Genome Biol Evol.: co-auth.: C.Dessimoz

Abstract

Taxonomically restricted genes (TRGs) are genes that are present only in one clade. Protein-coding TRGs may evolve de novo from previously non-coding sequences: functional ncRNA, introns or alternative reading frames of older protein-coding genes, or intergenic sequences. A major challenge in studying de novo genes is the need to avoid both false positives (non-functional open reading frames and/or functional genes that did not arise de novo) and false negatives. Here we search conservatively for high confidence TRGs as the most promising candidates for experimental studies, ensuring functionality through conservation across at least two species, and ensuring de novo status through examination of homologous non-coding sequences. Our pipeline also avoids ascertainment biases associated with preconceptions of how de novo genes are born. We identify one TRG family that evolved de novo in the Drosophila melanogaster subgroup.

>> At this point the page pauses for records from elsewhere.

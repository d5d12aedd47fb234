pub mod hooks;

use axum::{
    http::StatusCode,
    response::{IntoResponse, Response},
    Json,
};
use thiserror::Error;

use crate::metrics::SinkError;

// ─── Unified error type ──────────────────────────────────────────

#[derive(Debug, Error)]
pub enum AppError {
    #[error("{0}")]
    BadRequest(String),

    /// The output file is gone; the run is over.
    #[error("sink unavailable: {0}")]
    SinkUnavailable(#[from] SinkError),
}

impl IntoResponse for AppError {
    fn into_response(self) -> Response {
        let status = match &self {
            Self::BadRequest(_) => StatusCode::BAD_REQUEST,
            Self::SinkUnavailable(_) => StatusCode::SERVICE_UNAVAILABLE,
        };

        let body = serde_json::json!({
            "error":  self.to_string(),
            "status": status.as_u16(),
        });

        (status, Json(body)).into_response()
    }
}
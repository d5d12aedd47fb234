//! End-to-end runs of the in-process hooks: start → complete → CSV.

use std::collections::{HashMap, HashSet};
use std::sync::Arc;
use std::time::{Duration, Instant};

use faas_latency_probe::{Correlator, FieldValue, Instrumentation, ResponseEnvelope, SinkWriter};

mod common;
use common::{read_csv, source, Script};

fn parse(row: &HashMap<String, String>, column: &str) -> f64 {
    row[column].parse().unwrap()
}

#[tokio::test]
async fn degraded_cluster_still_produces_full_request_rows() {
    let dir = tempfile::tempdir().unwrap();
    let sink = SinkWriter::open(dir.path(), "result", 16).unwrap();
    let path = sink.path().to_path_buf();
    let timeout = Duration::from_millis(150);
    let hooks = Instrumentation::new(
        Correlator::new(common::degraded_cluster(), timeout),
        sink.handle(),
    );

    let ctx = hooks.on_request_start();
    let started = Instant::now();
    let response = ResponseEnvelope::new(
        200,
        format!(
            r#"{{"metrics":{{"executionStartTime":{},"executionLatency":0.01,"containerId":"abc"}}}}"#,
            ctx.request_time + 0.002
        ),
    );
    let emitted = hooks.on_request_complete(&ctx, &response).await.unwrap();
    assert!(started.elapsed() < Duration::from_secs(5));
    assert_eq!(emitted.request_id, ctx.request_id);

    sink.close().await.unwrap();
    let (headers, rows) = read_csv(&path);
    assert_eq!(rows.len(), 1);
    let row = &rows[0];

    for column in ["node0CpuUsage", "node0MemoryUsage", "node1CpuUsage", "node1MemoryUsage"] {
        assert!(headers.iter().any(|h| h == column), "missing column {column}");
    }
    assert!(!headers.iter().any(|h| h == "replicas"));
    assert!(!headers.iter().any(|h| h == "functionInvocationRate"));

    assert_eq!(row["requestId"], ctx.request_id.to_string());
    assert_eq!(row["statusCode"], "200");
    assert_eq!(row["containerId"], "abc");

    let request_time = parse(row, "requestTime");
    let response_time = parse(row, "responseTime");
    let latency = parse(row, "requestResponseLatency");
    assert!((response_time - request_time - latency).abs() < 1e-6);
    assert!((parse(row, "schedulingLatency") - 0.002).abs() < 1e-6);
}

#[tokio::test]
async fn varying_field_sets_round_trip_by_request_id() {
    let dir = tempfile::tempdir().unwrap();
    let sink = SinkWriter::open_at(dir.path().join("run.csv"), 4).unwrap();
    let path = sink.path().to_path_buf();
    let timeout = Duration::from_millis(100);

    let mut expected: HashMap<String, Vec<(String, String)>> = HashMap::new();
    for i in 0..6 {
        // every request sees a different cluster
        let fields: Vec<(String, FieldValue)> = (0..=i)
            .map(|n| (format!("node{n}CpuUsage"), FieldValue::Int(n * 10 + i)))
            .collect();
        let sources = if i % 2 == 0 {
            vec![source("nodes", Script::Fields(fields.clone()))]
        } else {
            vec![
                source("nodes", Script::Fields(fields.clone())),
                source("autoscaler", Script::Fail),
            ]
        };
        let hooks = Instrumentation::new(Correlator::new(sources, timeout), sink.handle());

        let ctx = hooks.on_request_start();
        let status = if i == 3 { 500 } else { 200 };
        let body = format!(r#"{{"metrics":{{"step{i}":{i}}}}}"#);
        hooks
            .on_request_complete(&ctx, &ResponseEnvelope::new(status, body))
            .await
            .unwrap();

        let mut cells: Vec<(String, String)> =
            fields.iter().map(|(k, v)| (k.clone(), v.to_cell())).collect();
        if status == 200 {
            cells.push((format!("step{i}"), i.to_string()));
        }
        cells.push(("statusCode".into(), status.to_string()));
        expected.insert(ctx.request_id.to_string(), cells);
    }

    assert_eq!(sink.close().await.unwrap(), 6);
    let (headers, rows) = read_csv(&path);
    assert_eq!(rows.len(), 6);
    assert_eq!(&headers[..5], [
        "requestId",
        "requestTime",
        "responseTime",
        "requestResponseLatency",
        "statusCode"
    ]);
    assert!(!headers.iter().any(|h| h == "step3"), "failed response leaked body metrics");

    for row in &rows {
        let cells = &expected[&row["requestId"]];
        for (column, value) in cells {
            assert_eq!(&row[column], value, "column {column}");
        }
        let written: HashSet<&String> = cells.iter().map(|(k, _)| k).collect();
        for column in headers.iter().filter(|h| h.starts_with("node")) {
            if !written.contains(column) {
                assert_eq!(row[column], "", "column {column} should be empty");
            }
        }
    }
}

#[tokio::test(flavor = "multi_thread", worker_threads = 4)]
async fn parallel_completions_do_not_bleed_into_each_other() {
    let dir = tempfile::tempdir().unwrap();
    let sink = SinkWriter::open_at(dir.path().join("run.csv"), 8).unwrap();
    let path = sink.path().to_path_buf();
    let hooks = Arc::new(Instrumentation::new(
        Correlator::new(
            vec![source(
                "nodes",
                Script::Fields(vec![("node0CpuUsage".into(), FieldValue::Float(0.1))]),
            )],
            Duration::from_millis(200),
        ),
        sink.handle(),
    ));

    let tasks: Vec<_> = (0..64)
        .map(|i| {
            let hooks = hooks.clone();
            tokio::spawn(async move {
                let ctx = hooks.on_request_start();
                tokio::time::sleep(Duration::from_millis((i % 7) * 3)).await;
                let body = format!(r#"{{"metrics":{{"worker":{i},"tag":"w{i}"}}}}"#);
                hooks
                    .on_request_complete(&ctx, &ResponseEnvelope::new(200, body))
                    .await
                    .unwrap();
                (ctx.request_id.to_string(), i)
            })
        })
        .collect();

    let mut sent = HashMap::new();
    for task in tasks {
        let (id, i) = task.await.unwrap();
        sent.insert(id, i);
    }
    drop(hooks);
    assert_eq!(sink.close().await.unwrap(), 64);

    let (_, rows) = read_csv(&path);
    assert_eq!(rows.len(), 64);
    let mut seen = HashSet::new();
    for row in &rows {
        let i = sent[&row["requestId"]];
        assert_eq!(row["worker"], i.to_string());
        assert_eq!(row["tag"], format!("w{i}"));
        assert!(seen.insert(row["requestId"].clone()), "duplicate row");
    }
}

#[tokio::test]
async fn unmatched_completion_emits_what_it_can() {
    let dir = tempfile::tempdir().unwrap();
    let sink = SinkWriter::open_at(dir.path().join("run.csv"), 4).unwrap();
    let path = sink.path().to_path_buf();
    let hooks = Instrumentation::new(
        Correlator::new(
            vec![source("autoscaler", Script::Fields(vec![("replicas".into(), FieldValue::Int(2))]))],
            Duration::from_millis(100),
        ),
        sink.handle(),
    );

    let emitted = hooks
        .on_unmatched_complete(None, &ResponseEnvelope::new(200, r#"{"metrics":{"executionStartTime":1.0}}"#))
        .await
        .unwrap();

    sink.close().await.unwrap();
    let (headers, rows) = read_csv(&path);
    assert_eq!(rows[0]["requestId"], emitted.request_id.to_string());
    assert_eq!(rows[0]["replicas"], "2");
    assert_eq!(rows[0]["statusCode"], "200");
    assert!(!headers.iter().any(|h| h == "requestTime" || h == "schedulingLatency"));
}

This TRG family contains single copy genes in D. simulans and D. sechellia. It originated in an intron of a well-established gene, sharing that intron with another well-established gene upstream. These TRGs contain an intron that pre-dates their ORF. These genes have not been previously reported as de novo originated, and to our knowledge they are the best Drosophila candidates identified so far for experimental studies aimed at elucidating the properties of de novo genes.